Les États-Unis se sont donc construits, dès le départ, dans la cruauté, en éliminant les Indiens qui avaient souvent accueilli les premiers colons anglais d’une façon amicale (Thanksgiving Day). Issus d’une révolte et d’une guerre contre l’Angleterre avec l’aide de la France, ils continuèrent leur expansion vers l’ouest en faisant couler le sang des Indiens pour les éliminer (Cheyennes – Colorado – en 1864). Les Indiens furent massacrés par les Anglo-Saxons en Amérique tout comme les aborigènes en Australie et en Nouvelle-Zélande. Les Français, a contrario, établirent de bonnes relations avec les Indiens en Amérique du Nord et n’exterminèrent pas les Kanaks en Nouvelle-Calédonie.
Bombardements atomiques de Hiroshima et Nagasaki : crimes de guerre contre l’Humanité
Les bombardements atomiques par les États-Unis de Hiroshima et Nagasaki demeurent la seule utilisation de l’arme nucléaire durant un conflit. Le 6 août 1945, à 8 h 16, l’explosion de la bombe « Little boy » libéra une énergie de 15 000 tonnes de TNT, tua instantanément des dizaines de milliers de personnes et détruisit tout sur environ 12 km. Le second bombardement eut lieu à Nagasaki le 9 août 1945 à 10 h 58 et l’explosion d’une puissance de 20 kilotonnes détruisit immédiatement 8 km2 de bâtiments. Les victimes furent d’environ 200 000 morts et 150 000 blessés à Hiroshima, 120 000 morts et 80 000 blessés à Nagasaki.
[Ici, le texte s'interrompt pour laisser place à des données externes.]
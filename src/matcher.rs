use crate::{
    condition::{Clause, Condition, Mode, Outcome},
    policy::Decision,
    resource::Related,
    Error, Policy, Resource, Result,
};

/// Matches conditions against a resource instance in boolean mode.
///
/// Derived clauses evaluate other decisions of the same policy at `depth + 1`.
pub(crate) struct Matcher<'p> {
    policy: &'p Policy,
    depth: usize,
}

impl<'p> Matcher<'p> {
    pub(crate) fn new(policy: &'p Policy, depth: usize) -> Self {
        Self { policy, depth }
    }

    /// True if any of `conditions` matches. Stops at the first match.
    pub(crate) fn any(&self, conditions: &[Condition], resource: &dyn Resource) -> Result<bool> {
        for condition in conditions {
            if self.matches(condition, resource)? {
                return Ok(true);
            }
        }
        Ok(false)
    }

    pub(crate) fn matches(&self, condition: &Condition, resource: &dyn Resource) -> Result<bool> {
        match condition {
            Condition::Assert(clause) => self.clause_matches(clause, resource),
            Condition::Not(inner) => Ok(!self.matches(inner, resource)?),
            Condition::All(members) => {
                for member in members {
                    if !self.matches(member, resource)? {
                        return Ok(false);
                    }
                }
                Ok(true)
            }
            Condition::Any(members) => self.any(members, resource),
        }
    }

    fn clause_matches(&self, clause: &Clause, resource: &dyn Resource) -> Result<bool> {
        match clause {
            Clause::Equals { field, value } => match resource.field(field) {
                Some(actual) => Ok(actual == *value),
                // equality on a relation only tests for nil.
                None => match resource.relation(field) {
                    Some(Related::NotLoaded) => Err(not_loaded(resource, field)),
                    Some(Related::Nil) => Ok(value.is_null()),
                    Some(_) if value.is_null() => Ok(false),
                    Some(_) => Err(Error::NotAnAttribute {
                        resource_type: resource.resource_type().to_owned(),
                        field: field.clone(),
                    }),
                    None => Err(unknown_field(resource, field)),
                },
            },
            Clause::Predicate { field, predicate } => {
                match predicate.call(Mode::Boolean, resource, field) {
                    Outcome::Bool(matched) => Ok(matched),
                    Outcome::Absent => Ok(false),
                    Outcome::Unsupported => Err(Error::UnsupportedPredicateMode {
                        field: field.clone(),
                        mode: Mode::Boolean,
                    }),
                }
            }
            Clause::Relation { field, condition } => match resource.relation(field) {
                Some(Related::One(related)) => self.matches(condition, related),
                Some(Related::Many(related)) => {
                    for item in related {
                        if self.matches(condition, item)? {
                            return Ok(true);
                        }
                    }
                    Ok(false)
                }
                Some(Related::Nil) => Ok(false),
                Some(Related::NotLoaded) => Err(not_loaded(resource, field)),
                None if resource.field(field).is_some() => Err(Error::NotARelation {
                    resource_type: resource.resource_type().to_owned(),
                    field: field.clone(),
                }),
                None => Err(unknown_field(resource, field)),
            },
            Clause::Derived { action } => {
                tracing::trace!(
                    resource_type = resource.resource_type(),
                    action = action.as_str(),
                    depth = self.depth + 1,
                    "Evaluating derived condition"
                );
                let decision = self.policy.decide(resource, action, self.depth + 1)?;
                Ok(decision == Decision::Allowed)
            }
        }
    }
}

fn unknown_field(resource: &dyn Resource, field: &str) -> Error {
    Error::UnknownField {
        resource_type: resource.resource_type().to_owned(),
        field: field.to_owned(),
    }
}

fn not_loaded(resource: &dyn Resource, field: &str) -> Error {
    Error::RelationNotLoaded {
        resource_type: resource.resource_type().to_owned(),
        field: field.to_owned(),
    }
}

#[cfg(test)]
mod tests {
    use super::*;
    use crate::{condition::Predicate, field, Conditions, Record, Value};
    use assert_matches::assert_matches;
    use test_case::test_case;

    fn matches(conditions: Conditions, resource: &Record) -> Result<bool> {
        let policy = Policy::new("test");
        Matcher::new(&policy, 0).matches(&conditions.build(), resource)
    }

    fn post(user_id: i64) -> Record {
        Record::new("Post")
            .with_field("user_id", user_id)
            .with_field("archived", false)
            .with_field("deleted_at", None::<String>)
    }

    #[test_case(1, true ; "equal value matches")]
    #[test_case(2, false ; "different value does not match")]
    fn field_equality(user_id: i64, expected: bool) {
        let conditions = Conditions::new().and_where(vec![field("user_id", 1)]);

        assert_matches!(matches(conditions, &post(user_id)), Ok(matched) if matched == expected);
    }

    #[test]
    fn nil_is_an_ordinary_value() {
        let conditions = Conditions::new().and_where(vec![field("deleted_at", Value::Null)]);

        assert_matches!(matches(conditions, &post(1)), Ok(true));
    }

    #[test]
    fn equality_does_not_coerce() {
        let conditions = Conditions::new().and_where(vec![field("user_id", 1.0)]);

        assert_matches!(matches(conditions, &post(1)), Ok(false));
    }

    #[test]
    fn negated_clause() {
        let conditions = Conditions::new().where_not(vec![field("archived", true)]);

        assert_matches!(matches(conditions, &post(1)), Ok(true));
    }

    #[test]
    fn where_not_is_the_complement_of_where() {
        let record = Record::new("Post").with_field("a", 1).with_field("b", 3);
        let clauses = || vec![field("a", 1), field("b", 2)];

        assert_matches!(matches(Conditions::new().and_where(clauses()), &record), Ok(false));
        assert_matches!(matches(Conditions::new().where_not(clauses()), &record), Ok(true));
    }

    #[test]
    fn empty_group_matches() {
        assert_matches!(matches(Conditions::new(), &post(1)), Ok(true));
    }

    #[test]
    fn unknown_field_is_an_error() {
        let conditions = Conditions::new().and_where(vec![field("title", "x")]);

        assert_matches!(
            matches(conditions, &post(1)),
            Err(Error::UnknownField { resource_type, field })
                if resource_type == "Post" && field == "title"
        );
    }

    #[test]
    fn relation_on_plain_field_is_an_error() {
        let conditions =
            Conditions::new().and_where(vec![field("user_id", [field("role", "admin")])]);

        assert_matches!(
            matches(conditions, &post(1)),
            Err(Error::NotARelation { .. })
        );
    }

    #[test]
    fn unloaded_relation_is_an_error() {
        let comment = Record::new("Comment").with_unloaded("user");
        let conditions = Conditions::new().and_where(vec![field("user", [field("role", "admin")])]);

        assert_matches!(
            matches(conditions, &comment),
            Err(Error::RelationNotLoaded { field, .. }) if field == "user"
        );
    }

    #[test]
    fn unloaded_relation_under_negation_is_still_an_error() {
        let comment = Record::new("Comment").with_unloaded("user");
        let conditions = Conditions::new().where_not(vec![field("user", [field("role", "admin")])]);

        assert_matches!(
            matches(conditions, &comment),
            Err(Error::RelationNotLoaded { .. })
        );
    }

    #[test]
    fn relation_matches_loaded_resource() {
        let comment = Record::new("Comment")
            .with_association("user", Record::new("User").with_field("role", "admin"));

        let admin = Conditions::new().and_where(vec![field("user", [field("role", "admin")])]);
        let member = Conditions::new().and_where(vec![field("user", [field("role", "member")])]);

        assert_matches!(matches(admin, &comment), Ok(true));
        assert_matches!(matches(member, &comment), Ok(false));
    }

    #[test]
    fn to_many_relation_matches_any_member() {
        let post = Record::new("Post").with_association(
            "comments",
            vec![
                Record::new("Comment").with_field("flagged", false),
                Record::new("Comment").with_field("flagged", true),
            ],
        );
        let empty = Record::new("Post").with_association("comments", Vec::<Record>::new());
        let conditions =
            || Conditions::new().and_where(vec![field("comments", [field("flagged", true)])]);

        assert_matches!(matches(conditions(), &post), Ok(true));
        assert_matches!(matches(conditions(), &empty), Ok(false));
    }

    #[test]
    fn equality_on_loaded_relation_is_an_error() {
        let comment = Record::new("Comment")
            .with_association("user", Record::new("User").with_field("id", 5));

        let by_value = Conditions::new().and_where(vec![field("user", 5)]);
        let is_nil = Conditions::new().and_where(vec![field("user", Value::Null)]);

        assert_matches!(
            matches(by_value, &comment),
            Err(Error::NotAnAttribute { field, .. }) if field == "user"
        );
        assert_matches!(matches(is_nil, &comment), Ok(false));
    }

    #[test]
    fn nil_relation() {
        let post = Record::new("Post").with_association("editor", None::<Record>);

        let nested = Conditions::new().and_where(vec![field("editor", [field("role", "admin")])]);
        let is_nil = Conditions::new().and_where(vec![field("editor", Value::Null)]);

        assert_matches!(matches(nested, &post), Ok(false));
        assert_matches!(matches(is_nil, &post), Ok(true));
    }

    #[test_case(Outcome::Bool(true), true ; "true matches")]
    #[test_case(Outcome::Bool(false), false ; "false does not match")]
    #[test_case(Outcome::Absent, false ; "absent does not match")]
    fn predicate_outcome(outcome: Outcome, expected: bool) {
        let predicate = Predicate::new(move |mode, _resource, _field| {
            assert_eq!(Mode::Boolean, mode);
            outcome
        });
        let conditions = Conditions::new().and_where(vec![field("title", predicate)]);

        assert_matches!(matches(conditions, &post(1)), Ok(matched) if matched == expected);
    }

    #[test]
    fn predicate_receives_resource_and_field() {
        let predicate = Predicate::new(|_mode, resource, field| {
            Outcome::from(resource.field(field).map(|value| value == Value::from(3)))
        });
        let conditions = Conditions::new().and_where(vec![field("user_id", predicate)]);

        assert_matches!(matches(conditions.clone(), &post(3)), Ok(true));
        assert_matches!(matches(conditions, &post(4)), Ok(false));
    }

    #[test]
    fn predicate_without_boolean_mode_is_an_error() {
        let predicate = Predicate::new(|mode, _resource, _field| match mode {
            Mode::Filter => Outcome::Bool(true),
            Mode::Boolean => Outcome::Unsupported,
        });
        let conditions = Conditions::new().and_where(vec![field("title", predicate)]);

        assert_matches!(
            matches(conditions, &post(1)),
            Err(Error::UnsupportedPredicateMode { mode: Mode::Boolean, .. })
        );
    }

    #[test]
    fn all_stops_at_first_mismatch() {
        // the unknown field after the mismatch is never looked up.
        let conditions = Conditions::new().and_where(vec![field("user_id", 9), field("nope", 1)]);

        assert_matches!(matches(conditions, &post(1)), Ok(false));
    }
}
Dans l’éditorial de « Combat » du 8 août 1945, Albert Camus écrit : « la civilisation mécanique vient de parvenir à son dernier degré de sauvagerie ».
Le New York Times du 9 août 1945 cite une émission de Radio Tokyo qui proteste vigoureusement contre les bombardements : « Comment les responsables militaires américains vont-ils échapper à leur avilissement, non seulement aux yeux des autres nations, mais aussi à ceux du peuple américain ? Que pense le peuple américain, épris de justice, de ses dirigeants qui commettent un crime contre l’Homme et contre Dieu ? ».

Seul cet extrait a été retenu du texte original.